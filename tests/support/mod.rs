#![allow(dead_code)]

use async_trait::async_trait;
use oxigraph::model::Graph;
use parking_lot::Mutex;
use shacl_validator::catalog::{Catalog, GraphCollection, GraphDescription};
use shacl_validator::expansion::{ExpansionEngine, ExpansionLimits};
use shacl_validator::fetch::{FetchResult, GraphFetcher};
use shacl_validator::rdf::parse_graph;
use shacl_validator::shacl::NativeShaclEvaluator;
use shacl_validator::validator::ValidatorService;
use std::collections::HashMap;
use std::sync::Arc;
use std::time::Duration;

pub const EX: &str = "http://example.org/";

pub fn ex(local: &str) -> String {
    format!("{EX}{local}")
}

pub fn turtle(text: &str) -> Graph {
    parse_graph(text, None, None).expect("test turtle parses")
}

/// What a [`MemoryFetcher`] answers for one URI
#[derive(Clone)]
pub enum Canned {
    Turtle(String),
    Status(u16),
    Transient,
    Garbage,
}

/// In-memory fetcher recording every call.
///
/// Unknown URIs answer 404.
#[derive(Default)]
pub struct MemoryFetcher {
    documents: HashMap<String, Canned>,
    delays: HashMap<String, Duration>,
    calls: Mutex<Vec<(String, bool)>>,
}

impl MemoryFetcher {
    pub fn new() -> Self {
        Self::default()
    }

    pub fn with_turtle(mut self, uri: impl Into<String>, text: impl Into<String>) -> Self {
        self.documents.insert(uri.into(), Canned::Turtle(text.into()));
        self
    }

    pub fn with(mut self, uri: impl Into<String>, canned: Canned) -> Self {
        self.documents.insert(uri.into(), canned);
        self
    }

    pub fn with_delay(mut self, uri: impl Into<String>, delay: Duration) -> Self {
        self.delays.insert(uri.into(), delay);
        self
    }

    pub fn calls(&self) -> Vec<(String, bool)> {
        self.calls.lock().clone()
    }

    pub fn call_count(&self) -> usize {
        self.calls.lock().len()
    }

    pub fn calls_for(&self, uri: &str) -> usize {
        self.calls.lock().iter().filter(|(called, _)| called == uri).count()
    }
}

#[async_trait]
impl GraphFetcher for MemoryFetcher {
    async fn fetch(&self, uri: &str, use_cache: bool) -> FetchResult {
        self.calls.lock().push((uri.to_string(), use_cache));
        if let Some(delay) = self.delays.get(uri) {
            tokio::time::sleep(*delay).await;
        }
        match self.documents.get(uri) {
            Some(Canned::Turtle(text)) => match parse_graph(text, None, Some(uri)) {
                Ok(graph) => FetchResult::Success(graph),
                Err(e) => FetchResult::ParseError {
                    reason: e.to_string(),
                },
            },
            Some(Canned::Status(status)) => FetchResult::NotFound { status: *status },
            Some(Canned::Transient) => FetchResult::TransientError {
                reason: "connection reset".into(),
                attempts: 5,
            },
            Some(Canned::Garbage) => FetchResult::ParseError {
                reason: "no supported serialization matched".into(),
            },
            None => FetchResult::NotFound { status: 404 },
        }
    }
}

pub fn engine(fetcher: Arc<MemoryFetcher>) -> ExpansionEngine {
    ExpansionEngine::new(fetcher, ExpansionLimits::default())
}

/// Catalog whose documents live on example.org
pub fn test_catalog() -> Catalog {
    let description = |id: &str, url: String| GraphDescription {
        id: id.into(),
        name: format!("test graph {id}"),
        description: None,
        version: "1".into(),
        url,
        specification_name: None,
        specification_version: None,
        specification_url: None,
    };
    Catalog::new(
        GraphCollection::new([description("1", ex("catalog/shapes.ttl"))]),
        GraphCollection::new([description("1", ex("catalog/ontology.ttl"))]),
    )
}

pub fn validator(fetcher: Arc<MemoryFetcher>) -> ValidatorService {
    ValidatorService::new(
        fetcher.clone(),
        Arc::new(NativeShaclEvaluator::new()),
        engine(fetcher),
        Arc::new(test_catalog()),
    )
}

pub const DATASET_SHAPES: &str = r#"
    @prefix sh: <http://www.w3.org/ns/shacl#> .
    @prefix dcat: <http://www.w3.org/ns/dcat#> .
    @prefix dct: <http://purl.org/dc/terms/> .

    <http://example.org/DatasetShape> a sh:NodeShape ;
        sh:targetClass dcat:Dataset ;
        sh:property [ sh:path dct:title ; sh:minCount 1 ] .
"#;

pub const CONFORMING_DATASET: &str = r#"
    @prefix dcat: <http://www.w3.org/ns/dcat#> .
    @prefix dct: <http://purl.org/dc/terms/> .
    <http://example.org/ds> a dcat:Dataset ;
        dct:title "A dataset" .
"#;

•••

→ **WHAT TO WORK ON**: Taking the entries above, print exactly the lines starting at the line with "use parking_lot::Mutex;" and ending at the line with "use shacl_validator::shacl::NativeShaclEvaluator;", both included.

→ **SOLUTION FOR THIS TASK**:
use parking_lot::Mutex;
use shacl_validator::catalog::{Catalog, GraphCollection, GraphDescription};
use shacl_validator::expansion::{ExpansionEngine, ExpansionLimits};
use shacl_validator::fetch::{FetchResult, GraphFetcher};
use shacl_validator::rdf::parse_graph;
use shacl_validator::shacl::NativeShaclEvaluator;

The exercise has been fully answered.